=== DATA UNDER STUDY ===

//! Key derivation, signing and verification.
//!
//! Accounts are controlled by Ed25519 keys derived deterministically from
//! a secret phrase: the signing key seed is `sha256(secret_phrase)`. This
//! keeps genesis construction and test fixtures reproducible.

use ed25519_dalek::{Signer, SigningKey, Verifier, VerifyingKey};

use crate::types::{AccountId, Hash256, PublicKey, Signature};

/// Derives the signing key controlled by `secret_phrase`.
pub fn signing_key(secret_phrase: &str) -> SigningKey {
    SigningKey::from_bytes(Hash256::compute(secret_phrase.as_bytes()).as_bytes())
}

/// Public key matching `key`.
pub fn public_key(key: &SigningKey) -> PublicKey {
    PublicKey(key.verifying_key().to_bytes().to_vec())
}

/// Account controlled by `secret_phrase`.
pub fn account_id(secret_phrase: &str) -> AccountId {
    public_key(&signing_key(secret_phrase)).account_id()
}

/// Signs `message` with `key`.
pub fn sign(key: &SigningKey, message: &[u8]) -> Signature {
    Signature(key.sign(message).to_bytes().to_vec())
}

/// Verifies a detached signature.
///
/// Malformed keys or signatures verify as `false`; callers treat that the
/// same as a wrong signature.
pub fn verify(public_key: &PublicKey, message: &[u8], signature: &Signature) -> bool {
    let Ok(key_bytes) = <[u8; 32]>::try_from(public_key.as_bytes()) else {
        return false;
    };
    let Ok(key) = VerifyingKey::from_bytes(&key_bytes) else {
        return false;
    };
    let Ok(sig) = ed25519_dalek::Signature::from_slice(signature.as_bytes()) else {
        return false;
    };
    key.verify(message, &sig).is_ok()
}
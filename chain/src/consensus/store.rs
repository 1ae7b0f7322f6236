//! Storage abstraction used by the chain processor.

use crate::storage::StorageError;
use crate::types::{Block, BlockId};

/// Abstract persistence interface for blocks.
///
/// Implementations can be backed by in-memory maps, RocksDB, etc. Blocks
/// are stored by height along the canonical chain; the store holds at
/// most one block per height and always a gap-free prefix starting at
/// genesis.
///
/// Writes made between [`BlockStore::begin`] and [`BlockStore::commit`]
/// must become durable atomically. Outside a transaction scope each write
/// commits on its own.
pub trait BlockStore: Send {
    /// Persists `block` at its height.
    fn save_block(&mut self, block: &Block) -> Result<(), StorageError>;

    fn has_block(&self, id: BlockId) -> Result<bool, StorageError>;

    fn has_block_at_height(&self, height: u64) -> Result<bool, StorageError>;

    fn find_block(&self, id: BlockId) -> Result<Option<Block>, StorageError>;

    fn find_block_at_height(&self, height: u64) -> Result<Option<Block>, StorageError>;

    /// Highest stored block.
    fn find_last_block(&self) -> Result<Option<Block>, StorageError>;

    /// Deletes the block `id` and every block above it.
    ///
    /// Returns the deleted blocks in ascending height order; an unknown id
    /// deletes nothing.
    fn delete_blocks_from(&mut self, id: BlockId) -> Result<Vec<Block>, StorageError>;

    fn delete_all(&mut self) -> Result<(), StorageError>;

    /// Opens a transaction scope. Scopes do not nest.
    fn begin(&mut self) -> Result<(), StorageError>;

    fn commit(&mut self) -> Result<(), StorageError>;

    /// Discards every write made since `begin`.
    fn rollback(&mut self) -> Result<(), StorageError>;

    fn in_transaction(&self) -> bool;
}

#[cfg(test)]
mod tests {
    use super::*;
    use crate::storage::InMemoryBlockStore;

    #[test]
    fn block_store_trait_is_object_safe() {
        fn use_trait_object(store: &mut dyn BlockStore) {
            let _ = store.find_last_block();
        }

        let mut store = InMemoryBlockStore::new();
        use_trait_object(&mut store);
    }
}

===

BRIEF: If a line above includes the string "types", pick it out.

EXERCISE OUTPUT:
use crate::types::{AccountId, Hash256, PublicKey, Signature};
use crate::types::{Block, BlockId};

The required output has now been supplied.